Task inputs>
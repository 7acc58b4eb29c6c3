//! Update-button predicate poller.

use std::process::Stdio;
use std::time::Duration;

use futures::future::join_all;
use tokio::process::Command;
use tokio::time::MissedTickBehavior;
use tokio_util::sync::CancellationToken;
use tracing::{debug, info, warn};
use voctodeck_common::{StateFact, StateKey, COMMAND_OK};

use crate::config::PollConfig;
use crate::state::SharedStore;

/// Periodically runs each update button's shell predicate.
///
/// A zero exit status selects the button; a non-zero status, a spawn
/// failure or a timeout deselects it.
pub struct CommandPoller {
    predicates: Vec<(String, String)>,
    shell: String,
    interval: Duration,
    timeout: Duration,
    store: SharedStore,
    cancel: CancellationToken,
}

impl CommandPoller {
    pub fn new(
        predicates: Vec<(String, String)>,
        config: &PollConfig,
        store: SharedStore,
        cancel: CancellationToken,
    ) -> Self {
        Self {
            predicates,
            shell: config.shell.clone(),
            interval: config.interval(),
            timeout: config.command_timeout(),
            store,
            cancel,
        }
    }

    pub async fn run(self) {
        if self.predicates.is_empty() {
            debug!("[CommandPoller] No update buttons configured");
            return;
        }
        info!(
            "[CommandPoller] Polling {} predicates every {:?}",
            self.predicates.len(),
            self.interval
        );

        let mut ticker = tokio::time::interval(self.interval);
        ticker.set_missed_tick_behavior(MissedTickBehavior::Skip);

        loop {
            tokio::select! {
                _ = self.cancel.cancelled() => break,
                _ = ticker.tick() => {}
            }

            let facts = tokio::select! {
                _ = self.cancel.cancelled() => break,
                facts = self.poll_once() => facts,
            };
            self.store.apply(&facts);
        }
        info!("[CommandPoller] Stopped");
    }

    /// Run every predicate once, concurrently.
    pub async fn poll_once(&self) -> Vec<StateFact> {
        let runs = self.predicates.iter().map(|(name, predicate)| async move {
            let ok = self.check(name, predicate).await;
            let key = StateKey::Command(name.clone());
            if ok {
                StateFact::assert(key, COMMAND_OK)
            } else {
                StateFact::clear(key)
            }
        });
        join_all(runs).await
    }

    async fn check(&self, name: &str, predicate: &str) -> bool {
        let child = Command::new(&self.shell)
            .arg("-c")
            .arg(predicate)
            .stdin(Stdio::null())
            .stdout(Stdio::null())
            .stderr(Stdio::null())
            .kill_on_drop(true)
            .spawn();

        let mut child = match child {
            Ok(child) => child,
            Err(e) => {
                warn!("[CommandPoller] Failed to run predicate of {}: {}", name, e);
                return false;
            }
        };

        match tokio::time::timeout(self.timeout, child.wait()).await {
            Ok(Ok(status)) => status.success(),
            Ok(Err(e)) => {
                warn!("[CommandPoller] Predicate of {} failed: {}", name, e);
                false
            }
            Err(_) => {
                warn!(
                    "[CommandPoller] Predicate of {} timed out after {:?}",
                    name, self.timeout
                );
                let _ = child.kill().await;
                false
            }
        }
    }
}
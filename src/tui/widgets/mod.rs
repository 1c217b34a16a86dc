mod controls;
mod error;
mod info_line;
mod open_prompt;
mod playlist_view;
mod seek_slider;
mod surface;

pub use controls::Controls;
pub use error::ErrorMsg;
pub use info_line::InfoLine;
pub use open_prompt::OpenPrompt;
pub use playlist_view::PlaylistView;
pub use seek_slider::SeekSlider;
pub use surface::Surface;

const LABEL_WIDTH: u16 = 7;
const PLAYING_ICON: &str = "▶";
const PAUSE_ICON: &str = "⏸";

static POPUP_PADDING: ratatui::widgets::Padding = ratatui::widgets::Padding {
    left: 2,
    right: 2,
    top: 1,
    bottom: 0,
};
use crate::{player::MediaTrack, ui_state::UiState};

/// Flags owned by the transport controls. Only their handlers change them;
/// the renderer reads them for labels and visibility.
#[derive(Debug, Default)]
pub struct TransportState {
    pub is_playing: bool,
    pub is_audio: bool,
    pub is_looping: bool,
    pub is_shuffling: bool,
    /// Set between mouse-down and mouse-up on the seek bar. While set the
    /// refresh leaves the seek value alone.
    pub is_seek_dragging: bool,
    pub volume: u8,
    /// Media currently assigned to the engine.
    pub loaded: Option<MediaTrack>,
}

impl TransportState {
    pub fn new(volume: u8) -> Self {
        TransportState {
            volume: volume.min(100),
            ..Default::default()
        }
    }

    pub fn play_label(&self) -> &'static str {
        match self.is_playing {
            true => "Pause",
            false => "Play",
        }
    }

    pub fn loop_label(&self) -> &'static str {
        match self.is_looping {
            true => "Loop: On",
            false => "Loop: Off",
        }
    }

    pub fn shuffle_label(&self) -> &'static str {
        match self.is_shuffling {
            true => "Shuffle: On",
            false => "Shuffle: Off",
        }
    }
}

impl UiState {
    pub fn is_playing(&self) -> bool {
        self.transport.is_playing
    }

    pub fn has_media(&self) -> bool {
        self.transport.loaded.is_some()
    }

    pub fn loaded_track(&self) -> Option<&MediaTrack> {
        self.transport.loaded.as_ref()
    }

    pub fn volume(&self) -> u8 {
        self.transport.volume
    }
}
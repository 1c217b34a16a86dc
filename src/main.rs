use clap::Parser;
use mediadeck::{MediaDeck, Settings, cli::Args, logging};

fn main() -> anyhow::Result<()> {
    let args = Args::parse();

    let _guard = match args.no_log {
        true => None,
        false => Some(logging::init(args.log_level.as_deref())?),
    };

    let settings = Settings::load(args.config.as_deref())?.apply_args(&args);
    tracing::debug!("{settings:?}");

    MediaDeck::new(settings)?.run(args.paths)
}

Task requirements> Across all the entries above, count each line that has the word "async" in it, and give only the count.

Answer to this problem> 4